### EXERCISE
Could you reproduce all of the records exactly?

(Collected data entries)
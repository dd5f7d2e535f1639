//! Boundary checks applied before any store call is issued.

use crate::error::{Error, Result};
use crate::model::*;

/// A request that can be checked for malformed input.
pub trait Validate {
    fn validate(&self) -> Result<()>;
}

pub(crate) fn queue_id(queue_id: &str) -> Result<()> {
    if queue_id.is_empty() {
        return Err(Error::InvalidRequest("queue id must not be empty".to_string()));
    }
    Ok(())
}

pub(crate) fn member_id(member_id: &str) -> Result<()> {
    if member_id.is_empty() {
        return Err(Error::InvalidRequest("member id must not be empty".to_string()));
    }
    Ok(())
}

/// Scores must be finite: NaN and both infinities are rejected.
pub(crate) fn score(score: f64) -> Result<()> {
    if !score.is_finite() {
        return Err(Error::InvalidRequest(format!(
            "score must be a finite number, got {score}"
        )));
    }
    Ok(())
}

fn member_in_queue(queue: &str, member: &str) -> Result<()> {
    queue_id(queue)?;
    member_id(member)
}

impl Validate for QueueEntry {
    fn validate(&self) -> Result<()> {
        member_id(&self.member_id)?;
        score(self.score)
    }
}

impl Validate for EnqueueReq {
    fn validate(&self) -> Result<()> {
        queue_id(&self.queue_id)?;
        self.entry().validate()
    }
}

impl Validate for SetPriorityReq {
    fn validate(&self) -> Result<()> {
        queue_id(&self.queue_id)?;
        self.entry().validate()
    }
}

impl Validate for DequeueReq {
    fn validate(&self) -> Result<()> {
        queue_id(&self.queue_id)
    }
}

impl Validate for PositionReq {
    fn validate(&self) -> Result<()> {
        member_in_queue(&self.queue_id, &self.member_id)
    }
}

impl Validate for DeleteReq {
    fn validate(&self) -> Result<()> {
        member_in_queue(&self.queue_id, &self.member_id)
    }
}

impl Validate for IsDequeuedReq {
    fn validate(&self) -> Result<()> {
        member_in_queue(&self.queue_id, &self.member_id)
    }
}

impl Validate for Request {
    fn validate(&self) -> Result<()> {
        match self {
            Request::Enqueue(r) => r.validate(),
            Request::Dequeue(r) => r.validate(),
            Request::Position(r) => r.validate(),
            Request::SetPriority(r) => r.validate(),
            Request::Delete(r) => r.validate(),
            Request::IsDequeued(r) => r.validate(),
            Request::Peek { queue_id: q } | Request::Clear { queue_id: q } => queue_id(q),
        }
    }
}
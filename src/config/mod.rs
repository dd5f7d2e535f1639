//! Typed configuration from environment variables.
//!
//! Loads once at startup, fails fast if required vars are missing.
//! Connection strings are wrapped in secrecy::SecretString to prevent log leaks.

pub mod secrets;

use crate::error::{Error, Result};
use secrecy::SecretString;
use std::str::FromStr;

/// Which store backend holds the queues.
#[derive(Debug, Clone, Copy, PartialEq, Eq)]
pub enum StoreKind {
    Redis,
    Postgres,
    Memory,
}

impl FromStr for StoreKind {
    type Err = Error;

    fn from_str(s: &str) -> Result<Self> {
        match s.to_ascii_lowercase().as_str() {
            "redis" => Ok(StoreKind::Redis),
            "postgres" | "postgresql" => Ok(StoreKind::Postgres),
            "memory" => Ok(StoreKind::Memory),
            other => Err(Error::Config(format!("unknown store backend: {other}"))),
        }
    }
}

impl std::fmt::Display for StoreKind {
    fn fmt(&self, f: &mut std::fmt::Formatter<'_>) -> std::fmt::Result {
        let s = match self {
            StoreKind::Redis => "redis",
            StoreKind::Postgres => "postgres",
            StoreKind::Memory => "memory",
        };
        write!(f, "{s}")
    }
}

#[derive(Debug)]
pub struct Config {
    pub store: StoreKind,
    /// Connection URL for the chosen backend. `None` only for `memory`.
    pub store_url: Option<SecretString>,
    pub key_prefix: String,
    pub otel_endpoint: Option<String>,
    pub log_level: String,
}

impl Config {
    /// Load configuration from environment variables.
    ///
    /// In local dev, call `dotenvy::dotenv().ok()` before this.
    /// For Redis, a missing `PQUEUE_STORE_URL` falls back to
    /// `REDIS_HOST`/`REDIS_PORT` (default `127.0.0.1:6379`).
    pub fn from_env() -> Result<Self> {
        let store = match std::env::var("PQUEUE_STORE") {
            Ok(s) => s.parse()?,
            Err(_) => StoreKind::Redis,
        };

        let store_url = match store {
            StoreKind::Redis => Some(SecretString::from(
                std::env::var("PQUEUE_STORE_URL").unwrap_or_else(|_| default_redis_url()),
            )),
            StoreKind::Postgres => Some(SecretString::from(required_var("PQUEUE_STORE_URL")?)),
            StoreKind::Memory => None,
        };

        let key_prefix = std::env::var("PQUEUE_KEY_PREFIX").unwrap_or_else(|_| "pq".to_string());
        if key_prefix.is_empty() {
            return Err(Error::Config("PQUEUE_KEY_PREFIX must not be empty".to_string()));
        }

        Ok(Self {
            store,
            store_url,
            key_prefix,
            otel_endpoint: std::env::var("OTEL_ENDPOINT").ok(),
            log_level: std::env::var("LOG_LEVEL").unwrap_or_else(|_| "info".to_string()),
        })
    }
}

fn default_redis_url() -> String {
    let host = std::env::var("REDIS_HOST").unwrap_or_else(|_| "127.0.0.1".to_string());
    let port = std::env::var("REDIS_PORT").unwrap_or_else(|_| "6379".to_string());
    format!("redis://{host}:{port}")
}

fn required_var(name: &str) -> Result<String> {
    std::env::var(name)
        .map_err(|_| Error::Config(format!("required environment variable {name} is not set")))
}
//! Secret handling utilities.
//!
//! Re-exports the secrecy types used for store connection URLs so callers
//! can expose them without depending on secrecy directly.

pub use secrecy::{ExposeSecret, SecretString};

### ANSWER SECTION
repository dd5f7d2e535f1639
//! Boundary checks applied before any store call is issued.

use crate::error::{Error, Result};
use crate::model::*;

/// A request that can be checked for malformed input.
pub trait Validate {
    fn validate(&self) -> Result<()>;
}

pub(crate) fn queue_id(queue_id: &str) -> Result<()> {
    if queue_id.is_empty() {
        return Err(Error::InvalidRequest("queue id must not be empty".to_string()));
    }
    Ok(())
}

pub(crate) fn member_id(member_id: &str) -> Result<()> {
    if member_id.is_empty() {
        return Err(Error::InvalidRequest("member id must not be empty".to_string()));
    }
    Ok(())
}

/// Scores must be finite: NaN and both infinities are rejected.
pub(crate) fn score(score: f64) -> Result<()> {
    if !score.is_finite() {
        return Err(Error::InvalidRequest(format!(
            "score must be a finite number, got {score}"
        )));
    }
    Ok(())
}

fn member_in_queue(queue: &str, member: &str) -> Result<()> {
    queue_id(queue)?;
    member_id(member)
}

impl Validate for QueueEntry {
    fn validate(&self) -> Result<()> {
        member_id(&self.member_id)?;
        score(self.score)
    }
}

impl Validate for EnqueueReq {
    fn validate(&self) -> Result<()> {
        queue_id(&self.queue_id)?;
        self.entry().validate()
    }
}

impl Validate for SetPriorityReq {
    fn validate(&self) -> Result<()> {
        queue_id(&self.queue_id)?;
        self.entry().validate()
    }
}

impl Validate for DequeueReq {
    fn validate(&self) -> Result<()> {
        queue_id(&self.queue_id)
    }
}

impl Validate for PositionReq {
    fn validate(&self) -> Result<()> {
        member_in_queue(&self.queue_id, &self.member_id)
    }
}

impl Validate for DeleteReq {
    fn validate(&self) -> Result<()> {
        member_in_queue(&self.queue_id, &self.member_id)
    }
}

impl Validate for IsDequeuedReq {
    fn validate(&self) -> Result<()> {
        member_in_queue(&self.queue_id, &self.member_id)
    }
}

impl Validate for Request {
    fn validate(&self) -> Result<()> {
        match self {
            Request::Enqueue(r) => r.validate(),
            Request::Dequeue(r) => r.validate(),
            Request::Position(r) => r.validate(),
            Request::SetPriority(r) => r.validate(),
            Request::Delete(r) => r.validate(),
            Request::IsDequeued(r) => r.validate(),
            Request::Peek { queue_id: q } | Request::Clear { queue_id: q } => queue_id(q),
        }
    }
}
filename src/config/mod.rs
repository dd5f7d2e535f1639
//! Typed configuration from environment variables.
//!
//! Loads once at startup, fails fast if required vars are missing.
//! Connection strings are wrapped in secrecy::SecretString to prevent log leaks.

pub mod secrets;

use crate::error::{Error, Result};
use secrecy::SecretString;
use std::str::FromStr;

/// Which store backend holds the queues.
#[derive(Debug, Clone, Copy, PartialEq, Eq)]
pub enum StoreKind {
    Redis,
    Postgres,
    Memory,
}

impl FromStr for StoreKind {
    type Err = Error;

    fn from_str(s: &str) -> Result<Self> {
        match s.to_ascii_lowercase().as_str() {
            "redis" => Ok(StoreKind::Redis),
            "postgres" | "postgresql" => Ok(StoreKind::Postgres),
            "memory" => Ok(StoreKind::Memory),
            other => Err(Error::Config(format!("unknown store backend: {other}"))),
        }
    }
}

impl std::fmt::Display for StoreKind {
    fn fmt(&self, f: &mut std::fmt::Formatter<'_>) -> std::fmt::Result {
        let s = match self {
            StoreKind::Redis => "redis",
            StoreKind::Postgres => "postgres",
            StoreKind::Memory => "memory",
        };
        write!(f, "{s}")
    }
}

#[derive(Debug)]
pub struct Config {
    pub store: StoreKind,
    /// Connection URL for the chosen backend. `None` only for `memory`.
    pub store_url: Option<SecretString>,
    pub key_prefix: String,
    pub otel_endpoint: Option<String>,
    pub log_level: String,
}

impl Config {
    /// Load configuration from environment variables.
    ///
    /// In local dev, call `dotenvy::dotenv().ok()` before this.
    /// For Redis, a missing `PQUEUE_STORE_URL` falls back to
    /// `REDIS_HOST`/`REDIS_PORT` (default `127.0.0.1:6379`).
    pub fn from_env() -> Result<Self> {
        let store = match std::env::var("PQUEUE_STORE") {
            Ok(s) => s.parse()?,
            Err(_) => StoreKind::Redis,
        };

        let store_url = match store {
            StoreKind::Redis => Some(SecretString::from(
                std::env::var("PQUEUE_STORE_URL").unwrap_or_else(|_| default_redis_url()),
            )),
            StoreKind::Postgres => Some(SecretString::from(required_var("PQUEUE_STORE_URL")?)),
            StoreKind::Memory => None,
        };

        let key_prefix = std::env::var("PQUEUE_KEY_PREFIX").unwrap_or_else(|_| "pq".to_string());
        if key_prefix.is_empty() {
            return Err(Error::Config("PQUEUE_KEY_PREFIX must not be empty".to_string()));
        }

        Ok(Self {
            store,
            store_url,
            key_prefix,
            otel_endpoint: std::env::var("OTEL_ENDPOINT").ok(),
            log_level: std::env::var("LOG_LEVEL").unwrap_or_else(|_| "info".to_string()),
        })
    }
}

fn default_redis_url() -> String {
    let host = std::env::var("REDIS_HOST").unwrap_or_else(|_| "127.0.0.1".to_string());
    let port = std::env::var("REDIS_PORT").unwrap_or_else(|_| "6379".to_string());
    format!("redis://{host}:{port}")
}

fn required_var(name: &str) -> Result<String> {
    std::env::var(name)
        .map_err(|_| Error::Config(format!("required environment variable {name} is not set")))
}
//! Secret handling utilities.
//!
//! Re-exports the secrecy types used for store connection URLs so callers
//! can expose them without depending on secrecy directly.

pub use secrecy::{ExposeSecret, SecretString};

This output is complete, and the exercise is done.